-- Listed entries follows --

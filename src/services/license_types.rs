use std::sync::Arc;

use chrono::Utc;
use tracing::info;

use super::{ensure_owned, not_found, required};
use crate::context::RequestContext;
use crate::error::{AppError, Result};
use crate::id::EntityType;
use crate::models::*;
use crate::repository::Store;

fn check_duration(days: i32) -> Result<()> {
    if days < 1 {
        return Err(AppError::InvalidInput(
            "duration_days must be at least 1".into(),
        ));
    }
    Ok(())
}

fn check_price(price: f64) -> Result<()> {
    if !price.is_finite() || price < 0.0 {
        return Err(AppError::InvalidInput("price must be non-negative".into()));
    }
    Ok(())
}

pub struct LicenseTypeService {
    store: Arc<dyn Store>,
}

impl LicenseTypeService {
    pub fn new(store: Arc<dyn Store>) -> Self {
        Self { store }
    }

    pub async fn create(
        &self,
        ctx: &RequestContext,
        application_id: &str,
        input: CreateLicenseType,
    ) -> Result<LicenseType> {
        let name = required(&input.name, "name")?;
        check_duration(input.duration_days)?;
        check_price(input.price)?;

        let now = Utc::now().timestamp();
        let license_type = LicenseType {
            id: EntityType::LicenseType.gen_id(),
            application_id: application_id.to_string(),
            name,
            description: input.description.trim().to_string(),
            duration_days: input.duration_days,
            price: input.price,
            is_active: input.is_active,
            features: input.features,
            created_at: now,
            updated_at: now,
        };
        ctx.write(self.store.create_license_type(&license_type))
            .await?;

        info!(license_type_id = %license_type.id, application_id, "License type created");
        Ok(license_type)
    }

    pub async fn get(
        &self,
        ctx: &RequestContext,
        application_id: &str,
        id: &str,
    ) -> Result<LicenseType> {
        let license_type = ctx
            .read(self.store.get_license_type_by_id(id))
            .await
            .map_err(not_found("License type"))?;
        ensure_owned(&license_type.application_id, application_id, "License type")?;
        Ok(license_type)
    }

    pub async fn list(&self, ctx: &RequestContext, application_id: &str) -> Result<Vec<LicenseType>> {
        Ok(ctx
            .read(self.store.list_license_types(application_id))
            .await?)
    }

    /// Existing licenses keep their own limits and dates; only new issuance sees the change.
    pub async fn update(
        &self,
        ctx: &RequestContext,
        application_id: &str,
        id: &str,
        input: UpdateLicenseType,
    ) -> Result<LicenseType> {
        let mut license_type = self.get(ctx, application_id, id).await?;

        if let Some(name) = input.name {
            license_type.name = required(&name, "name")?;
        }
        if let Some(description) = input.description {
            license_type.description = description.trim().to_string();
        }
        if let Some(days) = input.duration_days {
            check_duration(days)?;
            license_type.duration_days = days;
        }
        if let Some(price) = input.price {
            check_price(price)?;
            license_type.price = price;
        }
        if let Some(is_active) = input.is_active {
            license_type.is_active = is_active;
        }
        if let Some(features) = input.features {
            license_type.features = features;
        }

        ctx.write(self.store.update_license_type(&license_type))
            .await
            .map_err(not_found("License type"))?;
        license_type.updated_at = Utc::now().timestamp();
        Ok(license_type)
    }

    /// Refused while any license still references the type.
    pub async fn delete(&self, ctx: &RequestContext, application_id: &str, id: &str) -> Result<()> {
        self.get(ctx, application_id, id).await?;

        if ctx.read(self.store.license_type_in_use(id)).await? {
            return Err(AppError::Conflict(
                "License type is referenced by existing licenses".into(),
            ));
        }

        ctx.write(self.store.delete_license_type(id))
            .await
            .map_err(not_found("License type"))?;
        info!(license_type_id = id, "License type deleted");
        Ok(())
    }
}
//! Request helpers shared by handlers and middleware.

use std::time::Duration;

use axum::http::HeaderMap;

use crate::context::RequestContext;

/// Extract client IP address and user-agent from request headers.
///
/// Tries `x-forwarded-for` first (first hop only), then `x-real-ip`.
pub fn extract_request_info(headers: &HeaderMap) -> (Option<String>, Option<String>) {
    let ip = headers
        .get("x-forwarded-for")
        .and_then(|v| v.to_str().ok())
        .and_then(|s| s.split(',').next())
        .or_else(|| headers.get("x-real-ip").and_then(|v| v.to_str().ok()))
        .map(|s| s.trim().to_string())
        .filter(|s| !s.is_empty());

    let user_agent = headers
        .get("user-agent")
        .and_then(|v| v.to_str().ok())
        .map(String::from);

    (ip, user_agent)
}

/// Extract a Bearer token from the Authorization header.
pub fn extract_bearer_token(headers: &HeaderMap) -> Option<&str> {
    headers
        .get("Authorization")
        .and_then(|v| v.to_str().ok())
        .and_then(|s| s.strip_prefix("Bearer "))
        .map(|s| s.trim())
        .filter(|s| !s.is_empty())
}

/// Build the per-request context: caller info plus the configured timeout.
pub fn request_context(headers: &HeaderMap, timeout: Duration) -> RequestContext {
    let (ip, user_agent) = extract_request_info(headers);
    RequestContext::new()
        .with_timeout(timeout)
        .with_client_info(ip, user_agent)
}

#[cfg(test)]
mod tests {
    use super::*;
    use axum::http::HeaderValue;

    #[test]
    fn test_forwarded_for_takes_first_hop() {
        let mut headers = HeaderMap::new();
        headers.insert("x-forwarded-for", HeaderValue::from_static("10.0.0.1, 10.0.0.2"));
        headers.insert("x-real-ip", HeaderValue::from_static("192.168.1.1"));
        headers.insert("user-agent", HeaderValue::from_static("curl/8.0"));

        let (ip, ua) = extract_request_info(&headers);
        assert_eq!(ip.as_deref(), Some("10.0.0.1"));
        assert_eq!(ua.as_deref(), Some("curl/8.0"));
    }

    #[test]
    fn test_real_ip_fallback() {
        let mut headers = HeaderMap::new();
        headers.insert("x-real-ip", HeaderValue::from_static("192.168.1.1"));
        let (ip, ua) = extract_request_info(&headers);
        assert_eq!(ip.as_deref(), Some("192.168.1.1"));
        assert!(ua.is_none());
    }

    #[test]
    fn test_bearer_token() {
        let mut headers = HeaderMap::new();
        assert!(extract_bearer_token(&headers).is_none());

        headers.insert("Authorization", HeaderValue::from_static("Bearer abc.def"));
        assert_eq!(extract_bearer_token(&headers), Some("abc.def"));

        headers.insert("Authorization", HeaderValue::from_static("Bearer   "));
        assert!(extract_bearer_token(&headers).is_none());

        headers.insert("Authorization", HeaderValue::from_static("Basic abc"));
        assert!(extract_bearer_token(&headers).is_none());
    }
}
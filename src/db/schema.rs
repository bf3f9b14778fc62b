use rusqlite::Connection;

/// Initialize the database schema
pub fn init_db(conn: &Connection) -> rusqlite::Result<()> {
    conn.execute_batch(
        r#"
        -- Applications (tenants - everything else hangs off one)
        CREATE TABLE IF NOT EXISTS applications (
            id TEXT PRIMARY KEY,
            name TEXT NOT NULL,
            description TEXT NOT NULL DEFAULT '',
            version TEXT NOT NULL DEFAULT '',
            api_key TEXT NOT NULL UNIQUE,
            api_secret_hash TEXT NOT NULL,
            created_at INTEGER NOT NULL,
            updated_at INTEGER NOT NULL
        );

        -- License types (plans/tiers; features JSON doubles as default quotas)
        CREATE TABLE IF NOT EXISTS license_types (
            id TEXT PRIMARY KEY,
            application_id TEXT NOT NULL REFERENCES applications(id) ON DELETE CASCADE,
            name TEXT NOT NULL,
            description TEXT NOT NULL DEFAULT '',
            duration_days INTEGER NOT NULL CHECK (duration_days >= 1),
            price REAL NOT NULL DEFAULT 0 CHECK (price >= 0),
            is_active INTEGER NOT NULL DEFAULT 1,
            features TEXT NOT NULL DEFAULT '{}',
            created_at INTEGER NOT NULL,
            updated_at INTEGER NOT NULL
        );
        CREATE INDEX IF NOT EXISTS idx_license_types_app ON license_types(application_id);

        -- Clients (end customers; email stored trimmed + lowercased)
        CREATE TABLE IF NOT EXISTS clients (
            id TEXT PRIMARY KEY,
            application_id TEXT NOT NULL REFERENCES applications(id) ON DELETE CASCADE,
            name TEXT NOT NULL,
            email TEXT NOT NULL,
            company TEXT,
            contact_person TEXT,
            phone TEXT,
            metadata TEXT NOT NULL DEFAULT '{}',
            is_active INTEGER NOT NULL DEFAULT 1,
            created_at INTEGER NOT NULL,
            updated_at INTEGER NOT NULL,

            UNIQUE(application_id, email)
        );
        CREATE INDEX IF NOT EXISTS idx_clients_app ON clients(application_id);

        -- Licenses (dates are ISO-8601 dates, validity derived on read)
        CREATE TABLE IF NOT EXISTS licenses (
            id TEXT PRIMARY KEY,
            application_id TEXT NOT NULL REFERENCES applications(id) ON DELETE CASCADE,
            license_type_id TEXT NOT NULL REFERENCES license_types(id),
            client_id TEXT NOT NULL REFERENCES clients(id),
            license_key TEXT NOT NULL UNIQUE,
            start_date TEXT NOT NULL,
            expiry_date TEXT NOT NULL,
            usage_limits TEXT NOT NULL DEFAULT '{}',
            current_usage TEXT NOT NULL DEFAULT '{}',
            is_active INTEGER NOT NULL DEFAULT 1,
            is_revoked INTEGER NOT NULL DEFAULT 0,
            revocation_reason TEXT,
            last_check INTEGER,
            created_at INTEGER NOT NULL,
            updated_at INTEGER NOT NULL,

            CHECK (is_revoked = 0 OR is_active = 0)
        );
        CREATE INDEX IF NOT EXISTS idx_licenses_app ON licenses(application_id);
        CREATE INDEX IF NOT EXISTS idx_licenses_client ON licenses(client_id);
        CREATE INDEX IF NOT EXISTS idx_licenses_type ON licenses(license_type_id);

        -- License activities (append-only audit trail)
        CREATE TABLE IF NOT EXISTS license_activities (
            id TEXT PRIMARY KEY,
            license_id TEXT NOT NULL REFERENCES licenses(id) ON DELETE CASCADE,
            activity_type TEXT NOT NULL,
            description TEXT NOT NULL DEFAULT '',
            metadata TEXT NOT NULL DEFAULT '{}',
            ip_address TEXT,
            user_agent TEXT,
            created_at INTEGER NOT NULL
        );
        CREATE INDEX IF NOT EXISTS idx_activities_license ON license_activities(license_id, created_at);
        "#,
    )?;

    Ok(())
}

-- Listed entries concluded --

Every line above that includes the string "HeaderValue" needs to be copied.

    use axum::http::HeaderValue;
        headers.insert("x-forwarded-for", HeaderValue::from_static("10.0.0.1, 10.0.0.2"));
        headers.insert("x-real-ip", HeaderValue::from_static("192.168.1.1"));
        headers.insert("user-agent", HeaderValue::from_static("curl/8.0"));
        headers.insert("x-real-ip", HeaderValue::from_static("192.168.1.1"));
        headers.insert("Authorization", HeaderValue::from_static("Bearer abc.def"));
        headers.insert("Authorization", HeaderValue::from_static("Bearer   "));
        headers.insert("Authorization", HeaderValue::from_static("Basic abc"));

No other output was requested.